The Constellations and Draco


Hugh Thurston described three scientific methods by which the date and latitude at which the original 48 constellations were established can be determined, in a book, 'Early Astronomy' (New York: Springer-Verlag, 1994) p. 135-137.   All three methods indicate, independently, that the heavens were divided up into constellations by a people who lived at a latitude of 36 degrees roughly 5000 years ago.  This is summarized in an article by John P. Pratt, 'Scientifically Dating the Constellations':

http://www.johnpratt.com…constellations_date.html

The most compelling of the three arguments concerns an "empty" part of the sky in the southern hemisphere which is devoid of any of the original 48 constellations.

From Pratt's article:

The Empty Part of the sky.   There is a circle of about 36° radius in the southern part of the sky which does not contain any of the original 48 constellations. That implies that the originators of the constellations lived at about 36° north latitude because at that location, exactly such an area of southern sky would be invisible to them. Moreover, the center of that circle moves very slowly through the sky because of the motion of the earth's axis. The location of the center of the empty part of the sky implies an origin date of about 2900 B.C.

Pratt points out that 36° is too far north to have been Egypt, and too far south to indicate the Greeks. It is however roughly the latitude at which Sumer lied. 

I'm not totally on board with Pratt on this point, if you look at a map you'll see that the major cities of Sumer all lied between 31° and 34° latitude.   36° actually corresponds better with Ugarit, an ancient city which has yielded artifacts dating back over 7000 years.   Later we'll see that 'Ur of the Chaldee' which was the biblical birthplace of Abraham and has long been assumed to have been one and the same as Ur in Sumer, may have actually been Ugarit.  (The city of Assur on the Tigris also falls along the 36th latitude.   While not as old as Ugarit, Assur was a thriving city by the time period we are interested in and thousands of cuneiform texts have been discovered there.) 

Pratt can't be blamed for jumping to the conclusion that the Sumerians named the constellations, it's long been assumed they did.   The Sumerians' early advances in writing, agriculture and science are well known.    But the more I dig into this the more I've come to realize that Sumer didn't evolve in a vaccuum.  To some extent at least, the budding civilizations centered in Sumer, Ugarit and Egypt influenced one another and evolved in tandem.  

Whoever it was in Mesopotamia that looked up at the night sky and began to organize clusters of stars into constellations, they noticed an 'S' shaped string of stars at true polar-north around which the other constellations appeared to revolve and decided it resembled a mythical serpent, a dragon.   This is the constellation 'Draco'.

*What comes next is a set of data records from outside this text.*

//! Core data types for the glucolens record store
//!
//! This module defines the fundamental types used throughout the storage layer:
//! - `Record`: A single device event (glucose reading, dose, settings snapshot, ...)
//! - `EventType`: The `type` tag of a record
//! - `TimeRange`: A half-open time interval for queries
//! - ISO-8601 helpers shared by the index and query layers

use crate::storage::error::{StorageError, StorageResult};
use chrono::{DateTime, Datelike, NaiveDate, NaiveDateTime, SecondsFormat, TimeDelta, TimeZone, Utc};
use serde::{Deserialize, Deserializer, Serialize, Serializer};
use serde_json::{Map, Value};
use std::fmt;
use std::str::FromStr;

/// Milliseconds in one minute
pub const MS_IN_MIN: i64 = 60 * 1000;

/// Milliseconds in one day
pub const MS_IN_DAY: i64 = 24 * 60 * MS_IN_MIN;

/// Format an instant the way every timestamp leaves this crate:
/// millisecond precision with a `Z` suffix (`2023-01-01T12:00:00.000Z`).
pub fn format_iso(instant: &DateTime<Utc>) -> String {
    instant.to_rfc3339_opts(SecondsFormat::Millis, true)
}

/// Parse an ISO-8601 instant. Strings without an offset are read as UTC,
/// and a bare date (`2023-01-01`) is midnight UTC.
pub fn parse_iso(s: &str) -> Option<DateTime<Utc>> {
    if let Ok(dt) = DateTime::parse_from_rfc3339(s) {
        return Some(dt.with_timezone(&Utc));
    }
    parse_naive(s)
        .or_else(|| {
            NaiveDate::parse_from_str(s, "%Y-%m-%d")
                .ok()
                .and_then(|date| date.and_hms_opt(0, 0, 0))
        })
        .map(|naive| Utc.from_utc_datetime(&naive))
}

/// Parse an offset-less local clock string (`YYYY-MM-DDTHH:MM:SS[.fff]`)
pub fn parse_naive(s: &str) -> Option<NaiveDateTime> {
    NaiveDateTime::parse_from_str(s, "%Y-%m-%dT%H:%M:%S%.f").ok()
}

const KNOWN_TYPES: &[EventType] = &[
    EventType::Cbg,
    EventType::Smbg,
    EventType::Basal,
    EventType::Bolus,
    EventType::Wizard,
    EventType::Upload,
    EventType::PumpSettings,
    EventType::CgmSettings,
    EventType::DeviceEvent,
];

/// Event type of a record
///
/// The nine device data types are named explicitly; anything else is kept
/// as `Other` so it can still be stored and queried by exact name.
#[derive(Debug, Clone, PartialEq, Eq, Hash)]
pub enum EventType {
    /// Continuous glucose monitor reading
    Cbg,
    /// Self-monitored (fingerstick) glucose reading
    Smbg,
    /// Basal rate segment
    Basal,
    /// Insulin bolus
    Bolus,
    /// Bolus calculator event
    Wizard,
    /// Upload record
    Upload,
    /// Pump settings snapshot
    PumpSettings,
    /// CGM settings snapshot
    CgmSettings,
    /// Device event (alarms, reservoir changes, ...)
    DeviceEvent,
    /// Any other type tag
    Other(String),
}

impl EventType {
    /// The known device data types
    pub fn known() -> &'static [EventType] {
        KNOWN_TYPES
    }

    /// Wire name of this type
    pub fn as_str(&self) -> &str {
        match self {
            EventType::Cbg => "cbg",
            EventType::Smbg => "smbg",
            EventType::Basal => "basal",
            EventType::Bolus => "bolus",
            EventType::Wizard => "wizard",
            EventType::Upload => "upload",
            EventType::PumpSettings => "pumpSettings",
            EventType::CgmSettings => "cgmSettings",
            EventType::DeviceEvent => "deviceEvent",
            EventType::Other(name) => name,
        }
    }

    /// Whether records of this type carry a blood glucose value
    pub fn is_glucose(&self) -> bool {
        matches!(self, EventType::Cbg | EventType::Smbg)
    }
}

impl From<&str> for EventType {
    fn from(s: &str) -> Self {
        match s {
            "cbg" => EventType::Cbg,
            "smbg" => EventType::Smbg,
            "basal" => EventType::Basal,
            "bolus" => EventType::Bolus,
            "wizard" => EventType::Wizard,
            "upload" => EventType::Upload,
            "pumpSettings" => EventType::PumpSettings,
            "cgmSettings" => EventType::CgmSettings,
            "deviceEvent" => EventType::DeviceEvent,
            other => EventType::Other(other.to_string()),
        }
    }
}

impl FromStr for EventType {
    type Err = std::convert::Infallible;

    fn from_str(s: &str) -> Result<Self, Self::Err> {
        Ok(s.into())
    }
}

impl fmt::Display for EventType {
    fn fmt(&self, f: &mut fmt::Formatter<'_>) -> fmt::Result {
        f.write_str(self.as_str())
    }
}

impl Serialize for EventType {
    fn serialize<S: Serializer>(&self, serializer: S) -> Result<S::Ok, S::Error> {
        serializer.serialize_str(self.as_str())
    }
}

impl<'de> Deserialize<'de> for EventType {
    fn deserialize<D: Deserializer<'de>>(deserializer: D) -> Result<Self, D::Error> {
        let s = String::deserialize(deserializer)?;
        Ok(EventType::from(s.as_str()))
    }
}

/// A single device event record
///
/// The common fields the engine needs are parsed out once at ingest; the
/// full ingested object is kept in `fields` so that any key can be
/// projected or sorted on later.
#[derive(Debug, Clone, PartialEq)]
pub struct Record {
    /// Opaque unique identifier
    pub id: String,
    /// The `type` tag
    pub event_type: EventType,
    /// Reported UTC instant
    pub time: DateTime<Utc>,
    /// Device-local clock string, no offset (empty strings are dropped)
    pub device_time: Option<String>,
    /// Minutes between device-local time and UTC
    pub timezone_offset: Option<i64>,
    /// Clock-drift correction in milliseconds
    pub conversion_offset: Option<i64>,
    /// Duration in milliseconds (basal segments)
    pub duration: Option<i64>,
    /// The ingested key/value structure
    pub fields: Map<String, Value>,
}

impl Record {
    /// Build a record from a generic JSON value
    ///
    /// Fails for anything that is not a plain object, or an object
    /// without a string `id`, a string `type` and a parseable `time`.
    pub fn from_value(value: Value) -> StorageResult<Self> {
        let fields = match value {
            Value::Object(map) => map,
            other => {
                return Err(StorageError::MalformedRecord(format!(
                    "expected an object, got {}",
                    json_kind(&other)
                )))
            }
        };

        let id = match fields.get("id") {
            Some(Value::String(id)) => id.clone(),
            _ => return Err(StorageError::MalformedRecord("missing string `id`".into())),
        };

        let event_type = match fields.get("type") {
            Some(Value::String(t)) => EventType::from(t.as_str()),
            _ => {
                return Err(StorageError::MalformedRecord(format!(
                    "record {} has no string `type`",
                    id
                )))
            }
        };

        let time = match fields.get("time") {
            Some(Value::String(t)) => {
                parse_iso(t).ok_or_else(|| StorageError::InvalidTimestamp(t.clone()))?
            }
            _ => {
                return Err(StorageError::MalformedRecord(format!(
                    "record {} has no string `time`",
                    id
                )))
            }
        };

        let device_time = fields
            .get("deviceTime")
            .and_then(Value::as_str)
            .filter(|s| !s.is_empty())
            .map(str::to_string);

        let timezone_offset = fields.get("timezoneOffset").and_then(as_millis_like);
        let conversion_offset = fields.get("conversionOffset").and_then(as_millis_like);
        let duration = fields.get("duration").and_then(as_millis_like);

        Ok(Self {
            id,
            event_type,
            time,
            device_time,
            timezone_offset,
            conversion_offset,
            duration,
            fields,
        })
    }

    /// Get an ingested field by name
    pub fn field(&self, name: &str) -> Option<&Value> {
        self.fields.get(name)
    }

    /// Day of week of the raw UTC `time` (0 = Sunday)
    pub fn day_of_week(&self) -> u8 {
        self.time.weekday().num_days_from_sunday() as u8
    }

    /// The instant this record normalizes to when no display timezone is set
    ///
    /// `time` shifted by both offsets when both are present, otherwise
    /// `deviceTime` read as UTC, otherwise `time` itself. Offsets that
    /// overflow the representable range count as absent.
    pub fn device_local_time(&self) -> DateTime<Utc> {
        if let Some(shifted) = self.offset_shifted_time() {
            return shifted;
        }

        self.device_time
            .as_deref()
            .and_then(parse_naive)
            .map(|naive| Utc.from_utc_datetime(&naive))
            .unwrap_or(self.time)
    }

    fn offset_shifted_time(&self) -> Option<DateTime<Utc>> {
        let tz_offset = self.timezone_offset?;
        let conversion = self.conversion_offset?;
        let shift_ms = tz_offset
            .checked_mul(MS_IN_MIN)
            .and_then(|ms| ms.checked_add(conversion))?;
        self.time
            .checked_add_signed(TimeDelta::try_milliseconds(shift_ms)?)
    }
}

// Floats outside i64 would saturate on `as`; treat them as absent
fn as_millis_like(value: &Value) -> Option<i64> {
    value.as_i64().or_else(|| {
        value
            .as_f64()
            .map(f64::round)
            .filter(|f| f.is_finite() && f.abs() < i64::MAX as f64)
            .map(|f| f as i64)
    })
}

fn json_kind(value: &Value) -> &'static str {
    match value {
        Value::Null => "null",
        Value::Bool(_) => "a boolean",
        Value::Number(_) => "a number",
        Value::String(_) => "a string",
        Value::Array(_) => "an array",
        Value::Object(_) => "an object",
    }
}

/// Time range for queries (half-open interval: [start, end))
#[derive(Debug, Clone, Copy, PartialEq, Eq)]
pub struct TimeRange {
    /// Start timestamp (inclusive), in milliseconds
    pub start: i64,
    /// End timestamp (exclusive), in milliseconds
    pub end: i64,
}

impl TimeRange {
    /// Create a new time range
    ///
    /// # Panics
    /// Panics if start > end
    pub fn new(start: i64, end: i64) -> Self {
        assert!(start <= end, "TimeRange: start must not be after end");
        Self { start, end }
    }

    /// Create a time range, returning None if end precedes start
    pub fn try_new(start: i64, end: i64) -> Option<Self> {
        if start <= end {
            Some(Self { start, end })
        } else {
            None
        }
    }

    /// Create a range from two instants
    pub fn between(start: &DateTime<Utc>, end: &DateTime<Utc>) -> Option<Self> {
        Self::try_new(start.timestamp_millis(), end.timestamp_millis())
    }

    /// Check if a timestamp falls within this range
    pub fn contains(&self, timestamp: i64) -> bool {
        timestamp >= self.start && timestamp < self.end
    }

    /// Get the duration in milliseconds
    pub fn duration_millis(&self) -> i64 {
        self.end - self.start
    }

    /// The range of equal length starting where this one ends
    pub fn following(&self) -> Self {
        Self {
            start: self.end,
            end: self.end + self.duration_millis(),
        }
    }

    /// The range of equal length ending where this one starts
    pub fn preceding(&self) -> Self {
        Self {
            start: self.start - self.duration_millis(),
            end: self.start,
        }
    }

    /// Start as an ISO-8601 string
    pub fn start_iso(&self) -> String {
        millis_to_iso(self.start)
    }

    /// End as an ISO-8601 string
    pub fn end_iso(&self) -> String {
        millis_to_iso(self.end)
    }
}

fn millis_to_iso(millis: i64) -> String {
    Utc.timestamp_millis_opt(millis)
        .single()
        .map(|dt| format_iso(&dt))
        .unwrap_or_default()
}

The incredible thing about Draco is that it doesn't appear quite at what would have been the northernmost point in the sky at the time the Sumerian culture was thriving.   It lies at true theoretical north, within a circle traced by the earth's axis over thousands of years as it slowly wobbles.

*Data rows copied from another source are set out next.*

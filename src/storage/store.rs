//! Record Store
//!
//! Holds the deduplicated record set and keeps the indexes in step with it:
//! - Ingest path: JSON value → Record → dedup by id → slot → IndexManager
//! - Evict path: predicate → matching slots → IndexManager → drop
//!
//! Mutation takes `&mut self`; reads (including index views) take `&self`.
//! Callers sharing a store across threads wrap it in a `RwLock`.

use crate::index::{DateKey, IndexManager, IndexStats, IndexView, RecordSlot};
use crate::storage::error::StorageResult;
use crate::storage::types::{format_iso, EventType, Record};
use chrono::{TimeZone, Utc};
use serde::Serialize;
use serde_json::Value;
use std::collections::{BTreeMap, HashMap};
use std::fmt;

/// Outcome of an ingest call
#[derive(Debug, Clone, Copy, Default, PartialEq, Eq, Serialize)]
pub struct IngestReport {
    /// Records added to the store
    pub accepted: usize,
    /// Records dropped because their id was already seen
    pub duplicates: usize,
    /// Inputs dropped because they were not records
    pub malformed: usize,
}

impl fmt::Display for IngestReport {
    fn fmt(&self, f: &mut fmt::Formatter<'_>) -> fmt::Result {
        write!(
            f,
            "accepted={}, duplicates={}, malformed={}",
            self.accepted, self.duplicates, self.malformed
        )
    }
}

/// Summary of store contents
#[derive(Debug, Clone, Serialize)]
pub struct StoreStats {
    /// Total records held
    pub records: usize,
    /// Records per event type
    pub by_type: BTreeMap<String, usize>,
    /// Earliest and latest UTC `time`
    pub time_bounds: Option<(String, String)>,
    /// Index statistics
    pub index: IndexStats,
}

impl fmt::Display for StoreStats {
    fn fmt(&self, f: &mut fmt::Formatter<'_>) -> fmt::Result {
        write!(f, "records={}, types={}", self.records, self.by_type.len())?;
        if let Some((first, last)) = &self.time_bounds {
            write!(f, ", span={}..{}", first, last)?;
        }
        Ok(())
    }
}

/// The deduplicated, indexed record set
#[derive(Debug, Default)]
pub struct RecordStore {
    /// Slot → record
    records: HashMap<RecordSlot, Record>,
    /// Record id → slot
    ids: HashMap<String, RecordSlot>,
    /// Next slot to hand out
    next_slot: u64,
    /// Dimension indexes over `records`
    index: IndexManager,
}

impl RecordStore {
    /// Create an empty store
    pub fn new() -> Self {
        Self::default()
    }

    /// Create a store from an initial record list
    pub fn from_values<I>(values: I) -> Self
    where
        I: IntoIterator<Item = Value>,
    {
        let mut store = Self::new();
        store.add_data(values);
        store
    }

    /// Discard everything and rebuild from `values`
    pub fn init<I>(&mut self, values: I) -> IngestReport
    where
        I: IntoIterator<Item = Value>,
    {
        self.records.clear();
        self.ids.clear();
        self.index.clear();
        self.add_data(values)
    }

    /// Ingest records
    ///
    /// Non-record inputs are dropped. Records are unique by `id`: the first
    /// occurrence wins, whether the duplicate arrives in the same batch or a
    /// later one.
    pub fn add_data<I>(&mut self, values: I) -> IngestReport
    where
        I: IntoIterator<Item = Value>,
    {
        let mut report = IngestReport::default();

        for value in values {
            let record = match Record::from_value(value) {
                Ok(record) => record,
                Err(e) => {
                    tracing::trace!("Dropping input: {}", e);
                    report.malformed += 1;
                    continue;
                }
            };

            if self.ids.contains_key(&record.id) {
                report.duplicates += 1;
                continue;
            }

            let slot = RecordSlot(self.next_slot);
            self.next_slot += 1;

            self.index.index_record(slot, &record);
            self.ids.insert(record.id.clone(), slot);
            self.records.insert(slot, record);
            report.accepted += 1;
        }

        tracing::debug!("addData: {} (store size {})", report, self.records.len());
        report
    }

    /// Ingest a JSON array of records
    pub fn add_json(&mut self, json: &str) -> StorageResult<IngestReport> {
        let values: Vec<Value> = serde_json::from_str(json)?;
        Ok(self.add_data(values))
    }

    /// Remove every record matching `predicate`, returning how many went
    pub fn remove_data<F>(&mut self, mut predicate: F) -> usize
    where
        F: FnMut(&Record) -> bool,
    {
        let doomed: Vec<RecordSlot> = self
            .records
            .iter()
            .filter(|&(_, record)| predicate(record))
            .map(|(slot, _)| *slot)
            .collect();

        for slot in &doomed {
            if let Some(record) = self.records.remove(slot) {
                self.index.remove_record(*slot, &record);
                self.ids.remove(&record.id);
            }
        }

        tracing::debug!(
            "removeData: removed {} (store size {})",
            doomed.len(),
            self.records.len()
        );
        doomed.len()
    }

    /// Look up a record by id
    pub fn get(&self, id: &str) -> Option<&Record> {
        self.ids.get(id).and_then(|slot| self.records.get(slot))
    }

    /// Resolve slots to records, skipping any that are gone
    pub fn resolve(&self, slots: &[RecordSlot]) -> Vec<&Record> {
        slots.iter().filter_map(|slot| self.records.get(slot)).collect()
    }

    /// Number of records held
    pub fn len(&self) -> usize {
        self.records.len()
    }

    /// Check if the store is empty
    pub fn is_empty(&self) -> bool {
        self.records.is_empty()
    }

    /// The dimension indexes
    pub fn index(&self) -> &IndexManager {
        &self.index
    }

    /// Open a filter view over the indexes
    pub fn view(&self, date_key: DateKey) -> IndexView<'_> {
        self.index.view(date_key)
    }

    /// Summarize store contents
    pub fn stats(&self) -> StoreStats {
        let by_type = self
            .index
            .types()
            .into_iter()
            .map(|t| {
                let count = self.index.type_count(&t);
                (t.to_string(), count)
            })
            .collect();

        let time_bounds = self.index.time_bounds().and_then(|(min, max)| {
            let first = Utc.timestamp_millis_opt(min).single()?;
            let last = Utc.timestamp_millis_opt(max).single()?;
            Some((format_iso(&first), format_iso(&last)))
        });

        StoreStats {
            records: self.records.len(),
            by_type,
            time_bounds,
            index: self.index.stats(),
        }
    }

    /// Number of records of an event type
    pub fn count_type(&self, event_type: &EventType) -> usize {
        self.index.type_count(event_type)
    }
}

The North Star is presently Polaris, but a few thousand years ago it was Thuban.  It will change again as the earth's axis slowly continues to shift.   This wobbling of the earth causes what is known as the 'precession of the ages', from the age of Taurus when the Sumerians, Akkadians and Egyptians thrived, to the biblical age of Aries, to Pieces (the age we are in now), and next to the age of Aquarius, which we will enter around the year 2150.  Draco the dragon lies within a circle traced by earth's axis as it precedes through the zodiac, the entire cycle of which takes around 26,000 years.   Incredibly, the ancient astrologers of Mesopotamia apparently understood all of this. 

Draco and the Zodiac

What evolved in Mesopotamia, the Levant and Egypt that was so successful and became so ubiquitous was a hierarchical (pyramid-shaped) societal structure whereby a small group of elite priests and kings ruled over the rest of the populace.  These ruling priest-kings claimed descendency from the gods and propogated myths to support their claim, thereby insuring for themselves and their progeny a secure place at the top of society.  Just as the dragon ruled the heavens, these priest-kings adopted the dragon as a mark of their own royal status.

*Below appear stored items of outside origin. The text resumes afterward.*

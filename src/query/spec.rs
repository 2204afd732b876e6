//! Query Spec
//!
//! The caller-facing shape of a query and its canonical internal form.
//!
//! Several inputs accept more than one shape on the wire:
//!
//! ```text
//! types:  [{ "type": "cbg", "select": "value,normalTime", "sort": "normalTime,desc" }]
//!     or  { "cbg": { "select": ["value", "normalTime"], "sort": { "field": "normalTime", "order": "desc" } } }
//! ```
//!
//! These are resolved exactly once, into [`TypeQuery`], [`FieldSelection`]
//! and [`SortSpec`]; nothing downstream branches on the input shape.

use crate::index::DaySet;
use crate::storage::EventType;
use serde::{Deserialize, Serialize};
use std::collections::BTreeMap;

/// mg/dL unit string
pub const MGDL_UNITS: &str = "mg/dL";

/// mmol/L unit string
pub const MMOLL_UNITS: &str = "mmol/L";

/// A query as received from the caller
#[derive(Debug, Clone, Default, Serialize, Deserialize)]
#[serde(rename_all = "camelCase")]
pub struct QuerySpec {
    /// `[start, end]` ISO-8601 instants
    #[serde(default, skip_serializing_if = "Option::is_none")]
    pub endpoints: Option<Vec<String>>,
    /// Weekdays to include, 0 = Sunday
    #[serde(default, skip_serializing_if = "Option::is_none")]
    pub active_days: Option<Vec<i64>>,
    /// Event types to return
    #[serde(default, skip_serializing_if = "Option::is_none")]
    pub types: Option<TypesInput>,
    /// Timezone preferences
    #[serde(default, skip_serializing_if = "Option::is_none")]
    pub time_prefs: Option<TimePrefs>,
    /// Blood glucose preferences
    #[serde(default, skip_serializing_if = "Option::is_none")]
    pub bg_prefs: Option<BgPrefs>,
}

/// Type specs: an ordered list, or a mapping keyed by type
#[derive(Debug, Clone, Serialize, Deserialize)]
#[serde(untagged)]
pub enum TypesInput {
    List(Vec<TypeEntry>),
    Keyed(BTreeMap<String, TypeOptions>),
}

/// One entry of the list form
#[derive(Debug, Clone, Serialize, Deserialize)]
pub struct TypeEntry {
    #[serde(rename = "type")]
    pub event_type: String,
    #[serde(default, alias = "fields", skip_serializing_if = "Option::is_none")]
    pub select: Option<FieldsInput>,
    #[serde(default, skip_serializing_if = "Option::is_none")]
    pub sort: Option<SortInput>,
}

/// Field selection and sort for one type
#[derive(Debug, Clone, Default, Serialize, Deserialize)]
pub struct TypeOptions {
    #[serde(default, alias = "fields", skip_serializing_if = "Option::is_none")]
    pub select: Option<FieldsInput>,
    #[serde(default, skip_serializing_if = "Option::is_none")]
    pub sort: Option<SortInput>,
}

/// `"a,b,c"` or `["a", "b", "c"]`
#[derive(Debug, Clone, Serialize, Deserialize)]
#[serde(untagged)]
pub enum FieldsInput {
    Csv(String),
    List(Vec<String>),
}

/// `"field,order"` or `{ "field": ..., "order": ... }`
#[derive(Debug, Clone, Serialize, Deserialize)]
#[serde(untagged)]
pub enum SortInput {
    Csv(String),
    Pair {
        #[serde(default)]
        field: Option<String>,
        #[serde(default)]
        order: Option<String>,
    },
}

/// Timezone preferences
#[derive(Debug, Clone, Default, PartialEq, Serialize, Deserialize)]
#[serde(rename_all = "camelCase")]
pub struct TimePrefs {
    /// Honour `timezone_name` for normalization
    #[serde(default)]
    pub timezone_aware: bool,
    /// IANA zone name
    #[serde(default, skip_serializing_if = "Option::is_none")]
    pub timezone_name: Option<String>,
}

impl TimePrefs {
    /// The display zone these prefs ask for, if any
    ///
    /// Only a timezone-aware session has a display zone; one without a
    /// name displays in UTC.
    pub fn display_zone(&self) -> Option<&str> {
        if !self.timezone_aware {
            return None;
        }
        Some(
            self.timezone_name
                .as_deref()
                .filter(|name| !name.is_empty())
                .unwrap_or("UTC"),
        )
    }
}

/// Blood glucose preferences
#[derive(Debug, Clone, Default, PartialEq, Serialize, Deserialize)]
#[serde(rename_all = "camelCase")]
pub struct BgPrefs {
    #[serde(default, skip_serializing_if = "Option::is_none")]
    pub bg_units: Option<String>,
    #[serde(default, skip_serializing_if = "Option::is_none")]
    pub bg_bounds: Option<BgBounds>,
}

/// Glucose classification thresholds
#[derive(Debug, Clone, Copy, PartialEq, Serialize, Deserialize)]
#[serde(rename_all = "camelCase")]
pub struct BgBounds {
    pub very_low_threshold: f64,
    pub target_lower_bound: f64,
    pub target_upper_bound: f64,
    pub very_high_threshold: f64,
}

impl BgBounds {
    /// Built-in thresholds for a unit system; anything but mmol/L gets mg/dL
    pub fn for_units(units: &str) -> Self {
        if units == MMOLL_UNITS {
            Self {
                very_low_threshold: 3.0,
                target_lower_bound: 3.9,
                target_upper_bound: 10.0,
                very_high_threshold: 13.9,
            }
        } else {
            Self {
                very_low_threshold: 54.0,
                target_lower_bound: 70.0,
                target_upper_bound: 180.0,
                very_high_threshold: 250.0,
            }
        }
    }
}

// ============================================
// CANONICAL FORM
// ============================================

/// Which fields to keep on returned records
#[derive(Debug, Clone, PartialEq, Eq)]
pub enum FieldSelection {
    /// Every stored and derived field. An absent `select` means this
    /// rather than an empty record.
    All,
    /// Exactly these fields, when present
    Fields(Vec<String>),
}

impl FieldSelection {
    fn from_input(input: Option<&FieldsInput>) -> Self {
        match input {
            None => FieldSelection::All,
            Some(FieldsInput::Csv(csv)) => FieldSelection::Fields(split_csv(csv)),
            Some(FieldsInput::List(list)) => FieldSelection::Fields(list.clone()),
        }
    }
}

/// Sort direction
#[derive(Debug, Clone, Copy, PartialEq, Eq, Default)]
pub enum SortOrder {
    #[default]
    Asc,
    Desc,
}

impl SortOrder {
    /// `desc` (any case) is descending; anything else ascending
    pub fn parse(s: &str) -> Self {
        if s.trim().eq_ignore_ascii_case("desc") {
            SortOrder::Desc
        } else {
            SortOrder::Asc
        }
    }
}

/// Sort field and direction for one type
#[derive(Debug, Clone, PartialEq, Eq, Default)]
pub struct SortSpec {
    /// Field to sort by; `None` keeps retrieval order
    pub field: Option<String>,
    pub order: SortOrder,
}

impl SortSpec {
    /// Ascending sort on `field`
    pub fn by(field: impl Into<String>) -> Self {
        Self {
            field: Some(field.into()),
            order: SortOrder::Asc,
        }
    }

    /// Builder: descending
    pub fn desc(mut self) -> Self {
        self.order = SortOrder::Desc;
        self
    }

    fn from_input(input: Option<&SortInput>) -> Self {
        match input {
            None => SortSpec::default(),
            Some(SortInput::Csv(csv)) => {
                let mut parts = csv.split(',').map(str::trim);
                let field = parts.next().filter(|f| !f.is_empty()).map(str::to_string);
                let order = parts.next().map(SortOrder::parse).unwrap_or_default();
                SortSpec { field, order }
            }
            Some(SortInput::Pair { field, order }) => SortSpec {
                field: field.clone().filter(|f| !f.is_empty()),
                order: order.as_deref().map(SortOrder::parse).unwrap_or_default(),
            },
        }
    }
}

/// A fully resolved request for one event type
#[derive(Debug, Clone, PartialEq)]
pub struct TypeQuery {
    /// Type name as requested; also the key in the result
    pub name: String,
    pub event_type: EventType,
    pub fields: FieldSelection,
    pub sort: SortSpec,
}

impl TypeQuery {
    fn new(name: &str, select: Option<&FieldsInput>, sort: Option<&SortInput>) -> Self {
        Self {
            name: name.to_string(),
            event_type: EventType::from(name),
            fields: FieldSelection::from_input(select),
            sort: SortSpec::from_input(sort),
        }
    }
}

fn split_csv(csv: &str) -> Vec<String> {
    csv.split(',')
        .map(str::trim)
        .filter(|s| !s.is_empty())
        .map(str::to_string)
        .collect()
}

impl QuerySpec {
    /// Start building a query
    pub fn builder() -> QueryBuilder {
        QueryBuilder::default()
    }

    /// Resolve the type specs to their canonical form, in request order
    pub fn type_queries(&self) -> Vec<TypeQuery> {
        match &self.types {
            None => Vec::new(),
            Some(TypesInput::List(entries)) => entries
                .iter()
                .map(|entry| {
                    TypeQuery::new(&entry.event_type, entry.select.as_ref(), entry.sort.as_ref())
                })
                .collect(),
            Some(TypesInput::Keyed(map)) => map
                .iter()
                .map(|(name, options)| {
                    TypeQuery::new(name, options.select.as_ref(), options.sort.as_ref())
                })
                .collect(),
        }
    }

    /// Resolve the active-day set; all seven days when unspecified
    pub fn day_set(&self) -> DaySet {
        match &self.active_days {
            None => DaySet::all(),
            Some(days) => DaySet::from_days(days.iter().filter_map(|&d| u8::try_from(d).ok())),
        }
    }
}

/// Builder for constructing queries in code
#[derive(Debug, Default)]
pub struct QueryBuilder {
    spec: QuerySpec,
    types: Vec<TypeEntry>,
}

impl QueryBuilder {
    /// Set the `[start, end]` endpoints
    pub fn endpoints(mut self, start: impl Into<String>, end: impl Into<String>) -> Self {
        self.spec.endpoints = Some(vec![start.into(), end.into()]);
        self
    }

    /// Restrict to these weekdays (0 = Sunday)
    pub fn active_days(mut self, days: &[u8]) -> Self {
        self.spec.active_days = Some(days.iter().map(|&d| d as i64).collect());
        self
    }

    /// Request a type with a CSV field selection
    pub fn select(mut self, event_type: &str, fields: &str) -> Self {
        self.types.push(TypeEntry {
            event_type: event_type.to_string(),
            select: Some(FieldsInput::Csv(fields.to_string())),
            sort: None,
        });
        self
    }

    /// Request a type with a CSV field selection and a `"field,order"` sort
    pub fn select_sorted(mut self, event_type: &str, fields: &str, sort: &str) -> Self {
        self.types.push(TypeEntry {
            event_type: event_type.to_string(),
            select: Some(FieldsInput::Csv(fields.to_string())),
            sort: Some(SortInput::Csv(sort.to_string())),
        });
        self
    }

    /// Normalize in this display timezone
    pub fn timezone(mut self, name: impl Into<String>) -> Self {
        self.spec.time_prefs = Some(TimePrefs {
            timezone_aware: true,
            timezone_name: Some(name.into()),
        });
        self
    }

    /// Set the blood glucose units
    pub fn bg_units(mut self, units: impl Into<String>) -> Self {
        let prefs = self.spec.bg_prefs.get_or_insert_with(BgPrefs::default);
        prefs.bg_units = Some(units.into());
        self
    }

    /// Build the query
    pub fn build(mut self) -> QuerySpec {
        if !self.types.is_empty() {
            self.spec.types = Some(TypesInput::List(self.types));
        }
        self.spec
    }
}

Dragon worship is very very old and probably didn't originate in Mesopotamia.   The Carnac Dracontium, an 8 mile long serpentine monument in Brittany, France has been carbon dated to an age of over 6 1/2 thousand years.  

But it appears that it was in Mesopotamia, particularly in Sumer that the symbol of the Dragon became intimately connected with the ruling elite. 

Dragon head

This, along with other hallmarks of  the cultures of Sumer and the other centers of civilization in the area spread – to the Indus Valley and from there to China, from Egypt, the Levant and Crete to Anatolia and Greece, and to places as far flung as Ireland (although Michael Tsarion apparently believes that the Sumerians inherited their dragon-culture from the Irish).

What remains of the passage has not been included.